What is required: Would you please copy each line of the data in which the string "error" occurs?

Records for the task:
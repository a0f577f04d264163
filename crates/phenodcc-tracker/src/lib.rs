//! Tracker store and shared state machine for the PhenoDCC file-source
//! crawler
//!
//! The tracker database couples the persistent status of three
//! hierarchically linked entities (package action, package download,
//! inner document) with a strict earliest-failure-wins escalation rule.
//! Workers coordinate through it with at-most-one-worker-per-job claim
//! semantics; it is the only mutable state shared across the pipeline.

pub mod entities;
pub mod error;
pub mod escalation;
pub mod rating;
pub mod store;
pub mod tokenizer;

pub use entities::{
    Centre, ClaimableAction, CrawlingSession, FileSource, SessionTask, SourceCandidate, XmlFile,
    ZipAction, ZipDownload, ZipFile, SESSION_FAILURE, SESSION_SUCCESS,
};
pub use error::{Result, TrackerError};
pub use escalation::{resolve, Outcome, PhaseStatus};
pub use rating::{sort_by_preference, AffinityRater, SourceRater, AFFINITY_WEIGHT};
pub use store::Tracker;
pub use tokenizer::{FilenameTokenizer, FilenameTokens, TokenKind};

Solution below:
pub mod error;
pub use error::{Result, TrackerError};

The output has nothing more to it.